While automated AI data science tools or platforms may be easy and powerful, they also may leave businesses with unanswered questions. “Imagine you are not a data scientist and have not had an academic background in the various types of machine learning algorithms,” Przybyla continues. “You will have to explain these platform model results and implement the suggestions or predictions with regards to your company’s integrations, which could prove to be time-consuming and difficult.”
There may be ways to automate various pieces of data science roles, but the skills category that will still be essential is that of data engineer. There are many tasks required to source, manage and store data in which data scientists don’t necessarily want to get involved. “To succeed with AI, companies should have an automation environment with reliable historian data,” a McKinsey report observes. Then, companies “will need to adapt their big data into a form that is amenable to AI, often with far fewer variables and with intelligent, first principles–based feature engineering,” the study’s authors, led by Jay Agarwal, state. Data engineering is needed to produce “smart data” to improve predictive accuracy and aids in root-cause analysis. This, along with equipping staff with the right skills, can provide services that can help increase revenues up to 15 percent, they relate.
“The most important role the most important first hire is a data engineer,” says John Mosch, senior manager of analytics, business intelligence, and data science at Cisco. “Without data, there’s nothing to do. These are the people who are going to make the data available and usable. They’re going to collect it and arrange it into a form that can be ultimately useful for analytics that ultimately is used by data scientists. A data scientist can’t find anything, can’t do anything until there’s a good set of data to work from.”

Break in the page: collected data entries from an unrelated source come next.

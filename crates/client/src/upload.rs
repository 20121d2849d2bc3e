//! Multipart upload with byte-level progress.
//!
//! reqwest has no upload progress callback, so the file is handed to the
//! request as a chunked body stream. Each time the connection pulls a
//! chunk, a [`UploadEvent::Progress`] is pushed to the caller's channel.

use futures::StreamExt;
use reqwest::multipart::{Form, Part};
use sheetflow_core::selection::SelectedFile;
use tokio::sync::mpsc;

use crate::transport::UploadEvent;

/// Multipart field name the backend reads the file from.
pub const UPLOAD_FIELD: &str = "file";

/// Build the multipart form for `file`, reporting progress on `progress_tx`.
pub fn progress_form(
    file: &SelectedFile,
    chunk_bytes: usize,
    progress_tx: mpsc::UnboundedSender<UploadEvent>,
) -> Result<Form, reqwest::Error> {
    let total = file.len();
    let chunks: Vec<Vec<u8>> = file
        .contents()
        .chunks(chunk_bytes.max(1))
        .map(<[u8]>::to_vec)
        .collect();

    let mut loaded = 0u64;
    let body = futures::stream::iter(chunks).map(move |chunk| {
        loaded += chunk.len() as u64;
        let _ = progress_tx.send(UploadEvent::Progress {
            loaded,
            total: Some(total),
        });
        Ok::<_, std::io::Error>(chunk)
    });

    let part = Part::stream_with_length(reqwest::Body::wrap_stream(body), total)
        .file_name(file.filename().to_string())
        .mime_str(file.kind().content_type())?;

    Ok(Form::new().part(UPLOAD_FIELD, part))
}
//! Worlds: coordination sessions shared by a set of processes.
//!
//! The process creating a world becomes its master (fusion id 1) and owns
//! the main pool (pool id 0), whose segment carries the [`WorldHeader`]
//! right behind the pool metadata: magic/version, the global pool table,
//! monotonic id wells and a small ring of pending call notices. Further
//! processes join by mapping the main pool's backing file, named
//! `<tmpfs>/fusion.<world_index>.0`.

use std::collections::HashMap;
use std::mem::offset_of;
use std::path::PathBuf;
use std::sync::atomic::{AtomicU32, AtomicU64, Ordering};
use std::sync::{Arc, Mutex};

use tracing::{debug, info, warn};

use crate::config::WorldConfig;
use crate::error::{Error, Result};
use crate::shm::pool::{self, ShmPool};
use crate::skirmish::{Skirmish, SkirmishShared};

const WORLD_MAGIC: u32 = 0x4653_5744; // "FSWD"
const WORLD_VERSION: u32 = 0x0009_0000;

/// Fixed capacity of the global pool table.
pub const MAX_POOLS: usize = 16;

/// Capacity of the pending call ring.
const PENDING_RING: usize = 256;

/// One entry of the global pool table. `active` is the publication flag;
/// the other fields are written under the table skirmish before it is set.
#[repr(C)]
struct PoolSlot {
    active: AtomicU32,
    pool_id: u32,
    max_size: u32,
    _reserved: u32,
}

/// Shared world state, living in the main pool's `extra` region.
#[repr(C)]
struct WorldHeader {
    magic: u32,
    version: u32,
    world_index: u32,
    _pad: u32,
    table_lock: SkirmishShared,
    next_pool_id: AtomicU32,
    next_skirmish_id: AtomicU32,
    next_call_id: AtomicU32,
    _pad2: u32,
    next_fusion_id: AtomicU64,
    pools: [PoolSlot; MAX_POOLS],
    /// Call notices that could not be dispatched locally: producers
    /// reserve a slot by advancing `pending_tail`, consumers claim one by
    /// advancing `pending_head` and spin briefly until the producer's
    /// value (never 0) lands.
    pending_head: AtomicU32,
    pending_tail: AtomicU32,
    pending: [AtomicU64; PENDING_RING],
}

const TABLE_LOCK_OFF: u32 = offset_of!(WorldHeader, table_lock) as u32;

/// Handler invoked when a watched reference hits zero.
pub type CallHandler = Arc<dyn Fn(u32) + Send + Sync>;

pub(crate) struct WorldInner {
    cfg: WorldConfig,
    index: u32,
    fusion_id: u64,
    main: ShmPool,
    world_off: u32,
    table_lock: Skirmish,
    calls: Mutex<HashMap<u32, CallHandler>>,
    pools: Mutex<HashMap<u32, ShmPool>>,
}

/// Handle to a world. Clones share the underlying state.
#[derive(Clone)]
pub struct World {
    inner: Arc<WorldInner>,
}

fn pool_path(cfg: &WorldConfig, index: u32, pool_id: u32) -> PathBuf {
    cfg.tmpfs_dir.join(format!("fusion.{index}.{pool_id}"))
}
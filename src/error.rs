//! Error types for the fusion crate.

use thiserror::Error;

/// Result type alias using this crate's [`Error`].
pub type Result<T> = std::result::Result<T, Error>;

/// Errors returned by worlds, pools, skirmishes, refs and object pools.
#[derive(Error, Debug)]
#[non_exhaustive]
pub enum Error {
    /// A size, offset, id or flag combination was rejected.
    #[error("invalid argument: {0}")]
    InvalidArgument(String),

    /// The resource is held by someone else right now.
    #[error("busy: {0}")]
    Busy(&'static str),

    /// A bounded wait elapsed before the condition was signalled.
    #[error("timed out waiting for {0}")]
    Timeout(&'static str),

    /// The shared primitive was destroyed while in use.
    #[error("destroyed: {0}")]
    Destroyed(&'static str),

    /// The pool heap could not satisfy the allocation.
    #[error("out of shared memory ({needed} bytes needed)")]
    OutOfSharedMemory {
        /// Size of the allocation that failed.
        needed: usize,
    },

    /// The caller does not hold the lock or own the resource.
    #[error("access denied: {0}")]
    AccessDenied(&'static str),

    /// No entry with the given id or key exists.
    #[error("not found: {0}")]
    NotFound(&'static str),

    /// A fixed-capacity shared table is full.
    #[error("limit exceeded: {0}")]
    LimitExceeded(&'static str),

    /// A mapped segment failed magic/version validation.
    #[error("invalid segment: {0}")]
    InvalidSegment(String),

    /// I/O error.
    #[error("I/O error: {0}")]
    Io(#[from] std::io::Error),

    /// System call error (via rustix).
    #[error("system error: {0}")]
    System(#[from] rustix::io::Errno),
}

impl Error {
    pub(crate) fn invalid(msg: impl Into<String>) -> Self {
        Error::InvalidArgument(msg.into())
    }
}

Data scientists and high-level data analysts will continue to be in demand, and are critical to helping enterprises design and test algorithms and data needed to predict trends, automate processes, understand customers, and engage with customers. However, the amount of data flowing into and through enterprises is overwhelming, as are demands for new algorithms and capabilities — beyond what a data scientist can accomplish. AI is opening the door to better and more accessible AI.